*** Exercise data ***
// SPDX-License-Identifier: Apache-2.0 OR MIT
// Copyright (c) 2025-2026 naskel.com

//! Schema-driven encoder.

use crate::codec::resolver::ReferenceResolver;
use crate::config::{COMPACT_TEXT_ESCAPE, REFERENCE_ABSENT, REFERENCE_PRESENT};
use crate::cursor::WriteCursor;
use crate::error::EncodeError;
use crate::schema::{ElementKind, FieldDescriptor, FieldKind, RecordSchema, ScalarKind, TextPrefix};
use crate::value::{Record, Value};
use std::io::Write;

/// Walks a schema in field order and writes the matching record values.
pub(crate) struct Encoder<'r, W: Write> {
    out: WriteCursor<W>,
    resolver: ReferenceResolver,
    path: Vec<&'r str>,
}

impl<'r, W: Write> Encoder<'r, W> {
    pub(crate) fn new(out: W) -> Self {
        Self {
            out: WriteCursor::new(out),
            resolver: ReferenceResolver::new(),
            path: Vec::new(),
        }
    }

    /// Bytes written so far.
    pub(crate) fn position(&self) -> u64 {
        self.out.position()
    }

    pub(crate) fn resolver(&self) -> &ReferenceResolver {
        &self.resolver
    }

    /// Encode a top-level record.
    pub(crate) fn encode_record(
        &mut self,
        schema: &'r RecordSchema,
        record: &'r Record,
    ) -> Result<(), EncodeError> {
        self.path.push(schema.name());
        self.encode_fields(schema, record)?;
        self.path.pop();
        Ok(())
    }

    fn encode_fields(
        &mut self,
        schema: &'r RecordSchema,
        record: &'r Record,
    ) -> Result<(), EncodeError> {
        let bound = record.schema().as_ref();
        if !std::ptr::eq(bound, schema) && bound != schema {
            return Err(EncodeError::SchemaMismatch {
                expected: schema.name().to_string(),
                found: bound.name().to_string(),
            });
        }

        for (field, value) in schema.fields().iter().zip(record.values()) {
            log::trace!("[encoder] {} ({})", self.path(field.name()), field.kind());
            self.encode_field(schema, record, field, value)?;
        }
        Ok(())
    }

    fn encode_field(
        &mut self,
        schema: &'r RecordSchema,
        record: &'r Record,
        field: &'r FieldDescriptor,
        value: &'r Value,
    ) -> Result<(), EncodeError> {
        let name = field.name();
        let prefix = schema.text_prefix();

        match field.kind() {
            FieldKind::Scalar(kind) => self.encode_scalar(name, *kind, value),

            FieldKind::FixedArray { element, length } => {
                let Value::Array(items) = value else {
                    return Err(self.mismatch(name, field.kind(), value));
                };
                if items.len() != *length {
                    return Err(EncodeError::LengthMismatch {
                        field: self.path(name),
                        expected: *length,
                        found: items.len(),
                    });
                }
                self.encode_elements(name, *element, prefix, items)
            }

            FieldKind::VariableSlice {
                element,
                count_field,
            } => {
                let Value::Slice(items) = value else {
                    return Err(self.mismatch(name, field.kind(), value));
                };
                let count = self.count_of(schema, record, count_field)?;
                if count != items.len() as i128 {
                    return Err(EncodeError::CountMismatch {
                        field: self.path(name),
                        count_field: count_field.clone(),
                        count,
                        length: items.len(),
                    });
                }
                self.encode_elements(name, *element, prefix, items)
            }

            FieldKind::Vector { element } => {
                let Value::Vector(items) = value else {
                    return Err(self.mismatch(name, field.kind(), value));
                };
                let count = vector_count(items.len()).ok_or_else(|| {
                    EncodeError::TooManyElements {
                        field: self.path(name),
                        count: items.len(),
                        max: u32::MAX as usize,
                    }
                })?;
                self.out.write_u32(count)?;
                self.encode_elements(name, *element, prefix, items)
            }

            FieldKind::Text => {
                let Value::Text(text) = value else {
                    return Err(self.mismatch(name, field.kind(), value));
                };
                self.encode_text(name, prefix, text)
            }

            FieldKind::Composite(nested) => {
                let Value::Composite(inner) = value else {
                    return Err(self.mismatch(name, field.kind(), value));
                };
                self.encode_nested(name, nested, inner)
            }

            FieldKind::FixedArrayOfComposite {
                schema: nested,
                length,
            } => {
                let Value::CompositeArray(items) = value else {
                    return Err(self.mismatch(name, field.kind(), value));
                };
                if items.len() != *length {
                    return Err(EncodeError::LengthMismatch {
                        field: self.path(name),
                        expected: *length,
                        found: items.len(),
                    });
                }
                for item in items {
                    self.encode_nested(name, nested, item)?;
                }
                Ok(())
            }

            FieldKind::Reference(nested) => {
                let Value::Reference(reference) = value else {
                    return Err(self.mismatch(name, field.kind(), value));
                };
                match self.resolver.resolve(reference) {
                    Ok(None) => Ok(self.out.write_u8(REFERENCE_ABSENT)?),
                    Ok(Some(target)) => {
                        self.out.write_u8(REFERENCE_PRESENT)?;
                        self.encode_nested(name, nested, target)
                    }
                    Err(_) => Err(EncodeError::DanglingReference {
                        field: self.path(name),
                    }),
                }
            }
        }
    }

    fn encode_nested(
        &mut self,
        name: &'r str,
        schema: &'r RecordSchema,
        record: &'r Record,
    ) -> Result<(), EncodeError> {
        self.path.push(name);
        self.encode_fields(schema, record)?;
        self.path.pop();
        Ok(())
    }

    fn encode_elements(
        &mut self,
        name: &str,
        element: ElementKind,
        prefix: TextPrefix,
        items: &[Value],
    ) -> Result<(), EncodeError> {
        for item in items {
            match (element, item) {
                (ElementKind::Scalar(kind), _) => self.encode_scalar(name, kind, item)?,
                (ElementKind::Text, Value::Text(text)) => self.encode_text(name, prefix, text)?,
                (ElementKind::Text, _) => {
                    return Err(EncodeError::ValueMismatch {
                        field: self.path(name),
                        expected: element.to_string(),
                        found: item.shape_name(),
                    })
                }
            }
        }
        Ok(())
    }

    fn encode_scalar(&mut self, name: &str, kind: ScalarKind, value: &Value) -> Result<(), EncodeError> {
        match (kind, value) {
            (ScalarKind::Bool, Value::Bool(v)) => self.out.write_u8(u8::from(*v))?,
            (ScalarKind::I8, Value::I8(v)) => self.out.write_i8(*v)?,
            (ScalarKind::I16, Value::I16(v)) => self.out.write_i16(*v)?,
            (ScalarKind::I32, Value::I32(v)) => self.out.write_i32(*v)?,
            (ScalarKind::I64, Value::I64(v)) => self.out.write_i64(*v)?,
            (ScalarKind::U8, Value::U8(v)) => self.out.write_u8(*v)?,
            (ScalarKind::U16, Value::U16(v)) => self.out.write_u16(*v)?,
            (ScalarKind::U32, Value::U32(v)) => self.out.write_u32(*v)?,
            (ScalarKind::U64, Value::U64(v)) => self.out.write_u64(*v)?,
            (ScalarKind::F32, Value::F32(v)) => self.out.write_f32(*v)?,
            (ScalarKind::F64, Value::F64(v)) => self.out.write_f64(*v)?,
            _ => {
                return Err(EncodeError::ValueMismatch {
                    field: self.path(name),
                    expected: kind.to_string(),
                    found: value.shape_name(),
                })
            }
        }
        Ok(())
    }

    fn encode_text(&mut self, name: &str, prefix: TextPrefix, text: &str) -> Result<(), EncodeError> {
        let len = text.len();
        if len > prefix.max_len() {
            return Err(EncodeError::TextTooLong {
                field: self.path(name),
                length: len,
                max: prefix.max_len(),
            });
        }

        // Narrowing casts below are bounded by max_len().
        match prefix {
            TextPrefix::U8 => self.out.write_u8(len as u8)?,
            TextPrefix::U16 => self.out.write_u16(len as u16)?,
            TextPrefix::U32 => self.out.write_u32(len as u32)?,
            TextPrefix::Compact if len < usize::from(COMPACT_TEXT_ESCAPE) => {
                self.out.write_u8(len as u8)?;
            }
            TextPrefix::Compact => {
                self.out.write_u8(COMPACT_TEXT_ESCAPE)?;
                self.out.write_u32(len as u32)?;
            }
        }
        self.out.write_bytes(text.as_bytes())?;
        Ok(())
    }

    /// Current value of a slice's count field, read from the same record.
    fn count_of(
        &self,
        schema: &RecordSchema,
        record: &Record,
        count_field: &str,
    ) -> Result<i128, EncodeError> {
        let value = schema
            .field_index(count_field)
            .and_then(|i| record.value(i));
        match value.and_then(Value::as_count) {
            Some(count) => Ok(count),
            None => Err(EncodeError::ValueMismatch {
                field: self.path(count_field),
                expected: "integer count".into(),
                found: value.map_or_else(|| "nothing".into(), Value::shape_name),
            }),
        }
    }

    fn mismatch(&self, name: &str, kind: &FieldKind, value: &Value) -> EncodeError {
        EncodeError::ValueMismatch {
            field: self.path(name),
            expected: kind.to_string(),
            found: value.shape_name(),
        }
    }

    /// Dotted path of `field` under the records entered so far.
    fn path(&self, field: &str) -> String {
        let mut path = self.path.join(".");
        if !path.is_empty() {
            path.push('.');
        }
        path.push_str(field);
        path
    }
}

/// Inline element count of a vector, if it fits the u32 wire field.
fn vector_count(len: usize) -> Option<u32> {
    u32::try_from(len).ok()
}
***
Assignment: Your task is to reproduce the entries exactly, starting at the first line and ending with the line containing "impl<'r, W: Write>".

Your response:
// SPDX-License-Identifier: Apache-2.0 OR MIT
// Copyright (c) 2025-2026 naskel.com

//! Schema-driven encoder.

use crate::codec::resolver::ReferenceResolver;
use crate::config::{COMPACT_TEXT_ESCAPE, REFERENCE_ABSENT, REFERENCE_PRESENT};
use crate::cursor::WriteCursor;
use crate::error::EncodeError;
use crate::schema::{ElementKind, FieldDescriptor, FieldKind, RecordSchema, ScalarKind, TextPrefix};
use crate::value::{Record, Value};
use std::io::Write;

/// Walks a schema in field order and writes the matching record values.
pub(crate) struct Encoder<'r, W: Write> {
    out: WriteCursor<W>,
    resolver: ReferenceResolver,
    path: Vec<&'r str>,
}

impl<'r, W: Write> Encoder<'r, W> {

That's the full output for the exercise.